→ Required action
Among the entries below, find the lines with the word "impl" and return them.

→ Record excerpts
//! Explicit, passed-in context in place of a process-wide app singleton:
//! every task handler receives a `TaskContext` rather than reaching for
//! global credential lookup, store handles, or config.

use std::sync::Arc;

use otterdog_config::{OtterdogSettings, resolve_credentials};
use otterdog_provider::ForgeProvider;
use otterdog_store::{Collection, SnapshotStore};
use otterdog_types::{OtterdogError, Result};

use crate::engine::TaskEngine;
use crate::task::{InstallationModel, PullRequestModel, TaskModel};

pub const DEFAULT_VALIDATION_CONTEXT: &str = "otterdog/validation";
pub const DEFAULT_ORG_CONFIG_FILE: &str = "otterdog.json";
pub const DEFAULT_CONFIG_REPO: &str = ".otterdog";

#[derive(Clone)]
pub struct AppState {
    pub settings: Arc<OtterdogSettings>,
    pub installations: Arc<Collection<InstallationModel>>,
    pub pull_requests: Arc<Collection<PullRequestModel>>,
    pub snapshots: Arc<SnapshotStore>,
    pub engine: TaskEngine,
    pub webhook_secret: Arc<str>,
    pub validation_context: Arc<str>,
    pub admin_team: Arc<str>,
    pub config_repo: Arc<str>,
    pub org_config_file: Arc<str>,
}

impl AppState {
    pub fn new(settings: OtterdogSettings, webhook_secret: impl Into<Arc<str>>) -> Self {
        let tasks = Arc::new(Collection::<TaskModel>::new());
        Self {
            settings: Arc::new(settings),
            installations: Arc::new(Collection::new()),
            pull_requests: Arc::new(Collection::new()),
            snapshots: Arc::new(SnapshotStore::new("./.otterdog-state/snapshots")),
            engine: TaskEngine::new(tasks),
            webhook_secret: webhook_secret.into(),
            validation_context: Arc::from(DEFAULT_VALIDATION_CONTEXT),
            admin_team: Arc::from("admins"),
            config_repo: Arc::from(DEFAULT_CONFIG_REPO),
            org_config_file: Arc::from(DEFAULT_ORG_CONFIG_FILE),
        }
    }

    /// Builds a `Provider` for `org` from the resolved credential chain.
    /// Web-UI scraping is never used from the service: the installation
    /// token the app authenticates with has no interactive browser session.
    pub fn provider_for(&self, org: &str) -> Result<Arc<dyn otterdog_provider::Provider + Send + Sync>> {
        let credentials = resolve_credentials(org)?;
        let token = credentials
            .api_token
            .ok_or_else(|| OtterdogError::Credential(format!("no api token resolved for org '{org}'")))?;
        let provider = ForgeProvider::new(token)?;
        Ok(Arc::new(provider))
    }
}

→ Exercise output
impl AppState {
    pub fn new(settings: OtterdogSettings, webhook_secret: impl Into<Arc<str>>) -> Self {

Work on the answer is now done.